Para la gran mayoría, el día comienza a las siete de la mañana. A esa hora la hija del difunto carnicero del pueblo sale con sus botes de ropa sucia hacia el lavadero que está frente a la calle principal. Deja abierta la llave del agua todo el tiempo: litros de líquido vital desperdiciados. Las dos pequeñas tiendas abren a esa hora también. Los dueños barren la entrada, prenden sus radios o televisiones y se sientan a esperar a los clientes. La única precaución ante el virus es un plástico que cubre la especie de ventanilla en la que se cobra y se pesan las frutas y verduras. Son contados quienes llevan cubrebocas. Ni siquiera los dueños de las tiendas los usan. Ellos reciben el dinero, dan el cambio y los productos con la misma mano. No se desinfectan.
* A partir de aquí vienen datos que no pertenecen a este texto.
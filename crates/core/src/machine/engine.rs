//! Transition table evaluation.

use chrono::{DateTime, Utc};
use serde_json::{Map, Value};
use std::fmt;
use std::marker::PhantomData;
use uuid::Uuid;

use super::actor::{Actor, ActorRole};
use super::history::{EntityKind, StatusHistoryEntry};
use crate::error::WorkflowError;

/// A status enum with a declared transition table.
///
/// `next_states` lists every target reachable from a status; `permitted_roles`
/// says which roles may perform a given edge. Admins never need to appear in
/// the role table: [`StatusMachine::force_transition`] covers them.
pub trait WorkflowState:
    Copy + Eq + fmt::Debug + fmt::Display + Send + Sync + 'static
{
    /// Entity the status belongs to.
    const ENTITY: EntityKind;

    /// Every status, in lifecycle order.
    const ALL: &'static [Self];

    /// Returns the string representation of the status.
    fn as_str(self) -> &'static str;

    /// Targets reachable from this status.
    fn next_states(self) -> &'static [Self];

    /// Roles allowed to take the edge `self -> to`.
    fn permitted_roles(self, to: Self) -> &'static [ActorRole];

    /// Returns true if no further transition is possible.
    fn is_terminal(self) -> bool {
        self.next_states().is_empty()
    }

    /// Parses a status from its string representation.
    fn parse(s: &str) -> Option<Self> {
        let s = s.trim();
        Self::ALL
            .iter()
            .copied()
            .find(|status| status.as_str().eq_ignore_ascii_case(s))
    }
}

/// An applied transition, ready to be written to history.
#[derive(Debug, Clone, PartialEq)]
pub struct Transition<S> {
    /// Status before the change.
    pub from: S,
    /// Status after the change.
    pub to: S,
    /// Acting user.
    pub actor_id: Uuid,
    /// When the change happened.
    pub at: DateTime<Utc>,
    /// Caller supplied metadata.
    pub metadata: Value,
    /// True when an admin bypassed the transition table.
    pub forced: bool,
}

impl<S: WorkflowState> Transition<S> {
    /// Converts the transition into a history row for `entity_id`.
    #[must_use]
    pub fn into_history(self, entity_id: Uuid) -> StatusHistoryEntry {
        let mut metadata = match self.metadata {
            Value::Object(map) => map,
            Value::Null => Map::new(),
            other => {
                let mut map = Map::new();
                map.insert("value".to_string(), other);
                map
            }
        };
        if self.forced {
            metadata.insert("forced".to_string(), Value::Bool(true));
        }

        StatusHistoryEntry {
            id: Uuid::new_v4(),
            entity_type: S::ENTITY,
            entity_id,
            from_status: Some(self.from.as_str().to_string()),
            to_status: self.to.as_str().to_string(),
            changed_by: self.actor_id,
            changed_at: self.at,
            metadata: Value::Object(metadata),
        }
    }
}

/// Stateless evaluator for a [`WorkflowState`] table.
///
/// Ownership (which company an actor works for) is checked by each entity's
/// workflow; the machine only knows statuses and roles.
#[derive(Debug)]
pub struct StatusMachine<S>(PhantomData<S>);

impl<S: WorkflowState> StatusMachine<S> {
    /// Returns true if the edge exists in the transition table.
    #[must_use]
    pub fn in_table(current: S, target: S) -> bool {
        current.next_states().contains(&target)
    }

    /// Returns true if the edge exists and the actor's role may take it.
    #[must_use]
    pub fn permitted(current: S, target: S, actor: &Actor) -> bool {
        Self::in_table(current, target) && current.permitted_roles(target).contains(&actor.role)
    }

    /// Returns true if the actor may take the edge, either from the table or
    /// as an admin override.
    #[must_use]
    pub fn can_transition(current: S, target: S, actor: &Actor) -> bool {
        Self::permitted(current, target, actor) || Self::can_force(current, target, actor)
    }

    /// Returns true if the actor may force `current -> target`.
    #[must_use]
    pub fn can_force(current: S, target: S, actor: &Actor) -> bool {
        actor.is_admin() && current != target
    }

    /// Targets the actor may move to from `current` through the table.
    ///
    /// Admin overrides are not listed.
    #[must_use]
    pub fn available_transitions(current: S, actor: &Actor) -> Vec<S> {
        current
            .next_states()
            .iter()
            .copied()
            .filter(|target| {
                actor.is_admin() || current.permitted_roles(*target).contains(&actor.role)
            })
            .collect()
    }

    /// Validates an edge against the table and role table.
    ///
    /// # Errors
    ///
    /// Returns `InvalidTransition` if the edge is not in the table and
    /// `Unauthorized` if the actor's role may not take it.
    pub fn check(current: S, target: S, actor: &Actor) -> Result<(), WorkflowError> {
        if !Self::in_table(current, target) {
            return Err(Self::invalid(current, target));
        }
        if !actor.is_admin() && !current.permitted_roles(target).contains(&actor.role) {
            return Err(WorkflowError::unauthorized(format!(
                "{} may not move {} from {current} to {target}",
                actor.role,
                S::ENTITY
            )));
        }
        Ok(())
    }

    /// Validates and records a table transition.
    ///
    /// # Errors
    ///
    /// See [`StatusMachine::check`].
    pub fn transition(
        current: S,
        target: S,
        actor: &Actor,
        metadata: Value,
        at: DateTime<Utc>,
    ) -> Result<Transition<S>, WorkflowError> {
        Self::check(current, target, actor)?;
        Ok(Transition {
            from: current,
            to: target,
            actor_id: actor.user_id,
            at,
            metadata,
            forced: false,
        })
    }

    /// Records an admin override that ignores the transition table.
    ///
    /// # Errors
    ///
    /// Returns `Unauthorized` for non-admins and `InvalidTransition` when
    /// `target` equals `current`.
    pub fn force_transition(
        current: S,
        target: S,
        actor: &Actor,
        metadata: Value,
        at: DateTime<Utc>,
    ) -> Result<Transition<S>, WorkflowError> {
        if !actor.is_admin() {
            return Err(WorkflowError::unauthorized(format!(
                "only admins may force {} transitions",
                S::ENTITY
            )));
        }
        if current == target {
            return Err(Self::invalid(current, target));
        }
        Ok(Transition {
            from: current,
            to: target,
            actor_id: actor.user_id,
            at,
            metadata,
            forced: true,
        })
    }

    /// Builds the `InvalidTransition` error for an edge.
    #[must_use]
    pub fn invalid(current: S, target: S) -> WorkflowError {
        WorkflowError::InvalidTransition {
            entity: S::ENTITY,
            from: current.as_str().to_string(),
            to: target.as_str().to_string(),
        }
    }
}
            A mediodía, las señoras del pueblo se encuentran en alguna de las tiendas e intercambian sucesos de suma importancia. No invitan a la tal Susana entre ellas: se abrazan, se tocan los brazos, lanzan carcajadas con partículas de saliva.

Mientras tanto, los niños atienden, supuestamente, las clases. Se escuchan algunos gritos de padres enfadados que llaman a sus hijos para que asistan a sus clases. Una de mis sobrinas, quien tiene 4 años, viene al jardín de mi casa a tomar su clase de una hora y media. Son muchas familias, además de mis tíos, las que no tienen internet. Así que la abuela la acompaña y trata de que ponga atención. Sin embargo, afuera es mucho más atractivo; se aburre contemplando a la pobre maestra que no se da abasto con tantas preguntas sin sentido. En ese poco tiempo, tan solo algunos aprendieron, a medias, la letra s. Así, poco a poco aumenta la pobreza educacional, disminuyen las forzadas ganas de aprender, se acrecienta el desinterés y el sinsentido de la vida.
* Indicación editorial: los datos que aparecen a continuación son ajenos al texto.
//! JWT validation (and local minting for development and tests).

use chrono::{Duration, Utc};
use jsonwebtoken::{DecodingKey, EncodingKey, Header, Validation, decode, encode};
use thiserror::Error;
use uuid::Uuid;

use crate::auth::Claims;
use crate::config::JwtSettings;

/// JWT configuration.
#[derive(Debug, Clone)]
pub struct JwtConfig {
    /// Secret key for signing and verifying tokens.
    pub secret: String,
    /// Access token expiration in minutes.
    pub access_token_expires_minutes: i64,
}

impl Default for JwtConfig {
    fn default() -> Self {
        Self {
            secret: "change-me-in-production".to_string(),
            access_token_expires_minutes: 15,
        }
    }
}

impl From<&JwtSettings> for JwtConfig {
    fn from(settings: &JwtSettings) -> Self {
        #[allow(clippy::cast_possible_wrap)]
        let minutes = (settings.access_token_expiry_secs / 60).max(1) as i64;
        Self {
            secret: settings.secret.clone(),
            access_token_expires_minutes: minutes,
        }
    }
}

/// Errors that can occur during JWT operations.
#[derive(Debug, Error)]
pub enum JwtError {
    /// Token encoding failed.
    #[error("failed to encode token: {0}")]
    EncodingError(String),

    /// Token decoding failed.
    #[error("failed to decode token: {0}")]
    DecodingError(String),

    /// Token has expired.
    #[error("token has expired")]
    Expired,

    /// Token is invalid.
    #[error("invalid token")]
    Invalid,
}

/// JWT service for token operations.
#[derive(Clone)]
pub struct JwtService {
    config: JwtConfig,
    encoding_key: EncodingKey,
    decoding_key: DecodingKey,
}

impl std::fmt::Debug for JwtService {
    fn fmt(&self, f: &mut std::fmt::Formatter<'_>) -> std::fmt::Result {
        f.debug_struct("JwtService")
            .field("access_token_expires_minutes", &self.config.access_token_expires_minutes)
            .field("keys", &"[hidden]")
            .finish()
    }
}

impl JwtService {
    /// Creates a new JWT service with the given configuration.
    #[must_use]
    pub fn new(config: JwtConfig) -> Self {
        let encoding_key = EncodingKey::from_secret(config.secret.as_bytes());
        let decoding_key = DecodingKey::from_secret(config.secret.as_bytes());
        Self {
            config,
            encoding_key,
            decoding_key,
        }
    }

    /// Mints an access token. Production tokens come from the identity
    /// service; this exists for the seeder, local development and tests.
    ///
    /// # Errors
    ///
    /// Returns `JwtError::EncodingError` if token generation fails.
    pub fn generate_access_token(
        &self,
        user_id: Uuid,
        company_id: Option<Uuid>,
        role: &str,
    ) -> Result<String, JwtError> {
        let expires_at = Utc::now() + Duration::minutes(self.config.access_token_expires_minutes);
        let claims = Claims::new(user_id, company_id, role, expires_at);

        encode(&Header::default(), &claims, &self.encoding_key)
            .map_err(|e| JwtError::EncodingError(e.to_string()))
    }

    /// Validates and decodes a token.
    ///
    /// # Errors
    ///
    /// Returns `JwtError::Expired` if the token has expired.
    /// Returns `JwtError::DecodingError` if the token is malformed or signed
    /// with another key.
    pub fn validate_token(&self, token: &str) -> Result<Claims, JwtError> {
        let validation = Validation::default();

        decode::<Claims>(token, &self.decoding_key, &validation)
            .map(|data| data.claims)
            .map_err(|e| match e.kind() {
                jsonwebtoken::errors::ErrorKind::ExpiredSignature => JwtError::Expired,
                _ => JwtError::DecodingError(e.to_string()),
            })
    }
}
            Por la tarde, el pueblo se encuentra vacío. Todos los habitantes están en sus casas degustando algún guisado. Después de la comida, la soledad toca a la puerta y algunas señoras visitan a otras para conversar de aquello. Entonces sí, el tema del COVID-19 surge. Hablan de las personas de pueblos vecinos que han fallecido. Culpan a quienes vienen de la ciudad. Ellos son quienes traen el bicho. Incluso acusan al gobierno de un plan malvado para matarlos a todos, y siempre terminan la charla implorando al cielo que todos los orientales mueran, argumentando que son muchos los humanos y ellos son una plaga especialmente. Prefieren permanecer ignorantes para continuar en ese estado de felicidad incorruptible que permite el pueblo.

            Cuando llega la noche, los grillos son los únicos que transitan las calles. Desde las siete p.m., no hay ningún alma vagando. Las señoras se sumen en pensamientos angustiosos sobre la eterna interrogante de lo que prepararán de comer al día siguiente. Los señores simplemente se pierden en el televisor o en la radio.

            De esta manera, ajenos de una realidad peligrosa y muy cercana, viven sus vidas al día. Me pregunto qué pasará cuando les llegue un mañana fuera de sus planes, corrompiendo su apacible cotidianidad. ¿Qué pasará cuando un virus como el COVID-19 reserve una larga estadía en San Miguel Técpan? Ahora, sin ningún tipo de cuidado, ¿cuántas vidas se cobrará?